(Saved entries)
━━━━━━
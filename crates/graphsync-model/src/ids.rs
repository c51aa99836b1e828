//! Identifier newtypes
//!
//! Terms, vocabularies, glossaries, graph contexts and relationship types all
//! share the [`Iri`] type: the reconciliation rules compare them against each
//! other (an element id is a term id, a link type may be a term id).

use serde::{Deserialize, Serialize};
use std::borrow::Borrow;
use std::collections::BTreeMap;
use std::fmt;

/// An IRI as received from the remote store
#[derive(Debug, Clone, PartialEq, Eq, PartialOrd, Ord, Hash, Serialize, Deserialize)]
#[serde(transparent)]
pub struct Iri(String);

impl Iri {
    /// Wrap an IRI string
    #[inline]
    #[must_use]
    pub fn new(value: impl Into<String>) -> Self {
        Self(value.into())
    }

    /// Borrow the raw IRI
    #[inline]
    #[must_use]
    pub fn as_str(&self) -> &str {
        &self.0
    }

    /// Whether this identifier is an absolute URL with a host
    #[inline]
    #[must_use]
    pub fn is_uri_shaped(&self) -> bool {
        is_uri_shaped(&self.0)
    }
}

impl fmt::Display for Iri {
    fn fmt(&self, f: &mut fmt::Formatter<'_>) -> fmt::Result {
        f.write_str(&self.0)
    }
}

impl From<&str> for Iri {
    fn from(value: &str) -> Self {
        Self(value.to_string())
    }
}

impl From<String> for Iri {
    fn from(value: String) -> Self {
        Self(value)
    }
}

impl Borrow<str> for Iri {
    fn borrow(&self) -> &str {
        &self.0
    }
}

/// Diagram-edge identifier
#[derive(Debug, Clone, PartialEq, Eq, PartialOrd, Ord, Hash, Serialize, Deserialize)]
#[serde(transparent)]
pub struct LinkId(String);

impl LinkId {
    /// Generate a fresh link identifier
    #[must_use]
    pub fn generate() -> Self {
        Self(uuid::Uuid::new_v4().to_string())
    }

    /// Borrow the raw identifier
    #[inline]
    #[must_use]
    pub fn as_str(&self) -> &str {
        &self.0
    }
}

impl fmt::Display for LinkId {
    fn fmt(&self, f: &mut fmt::Formatter<'_>) -> fmt::Result {
        f.write_str(&self.0)
    }
}

impl From<&str> for LinkId {
    fn from(value: &str) -> Self {
        Self(value.to_string())
    }
}

impl From<String> for LinkId {
    fn from(value: String) -> Self {
        Self(value)
    }
}

impl Borrow<str> for LinkId {
    fn borrow(&self) -> &str {
        &self.0
    }
}

/// Diagram identifier (local key, distinct from the diagram IRI)
#[derive(Debug, Clone, PartialEq, Eq, PartialOrd, Ord, Hash, Serialize, Deserialize)]
#[serde(transparent)]
pub struct DiagramId(String);

impl DiagramId {
    /// Borrow the raw identifier
    #[inline]
    #[must_use]
    pub fn as_str(&self) -> &str {
        &self.0
    }
}

impl fmt::Display for DiagramId {
    fn fmt(&self, f: &mut fmt::Formatter<'_>) -> fmt::Result {
        f.write_str(&self.0)
    }
}

impl From<&str> for DiagramId {
    fn from(value: &str) -> Self {
        Self(value.to_string())
    }
}

impl From<String> for DiagramId {
    fn from(value: String) -> Self {
        Self(value)
    }
}

impl Borrow<str> for DiagramId {
    fn borrow(&self) -> &str {
        &self.0
    }
}

/// Language tag → text
pub type LangMap = BTreeMap<String, String>;

/// Whether `value` is an absolute URL with a host component.
///
/// `urn:` style identifiers and bare words are rejected.
#[must_use]
pub fn is_uri_shaped(value: &str) -> bool {
    url::Url::parse(value).is_ok_and(|url| url.has_host())
}

#[cfg(test)]
mod tests {
    use super::*;

    #[test]
    fn uri_shape() {
        assert!(is_uri_shaped("http://example.org/vocab/1"));
        assert!(is_uri_shaped("https://slovník.gov.cz/základní/pojem/typ-objektu"));
        assert!(!is_uri_shaped("not-a-uri"));
        assert!(!is_uri_shaped("urn:isbn:0451450523"));
        assert!(!is_uri_shaped(""));
    }

    #[test]
    fn iri_borrows_as_str() {
        let mut map = std::collections::HashMap::new();
        map.insert(Iri::from("http://example.org/a"), 1);
        assert_eq!(map.get("http://example.org/a"), Some(&1));
    }

    #[test]
    fn generated_link_ids_differ() {
        assert_ne!(LinkId::generate(), LinkId::generate());
    }
}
━━━━━━
• **Exercise directions**
Look through the data above and return each line where the string "bool" occurs.

• **Exercise response**
    pub fn is_uri_shaped(&self) -> bool {
pub fn is_uri_shaped(value: &str) -> bool {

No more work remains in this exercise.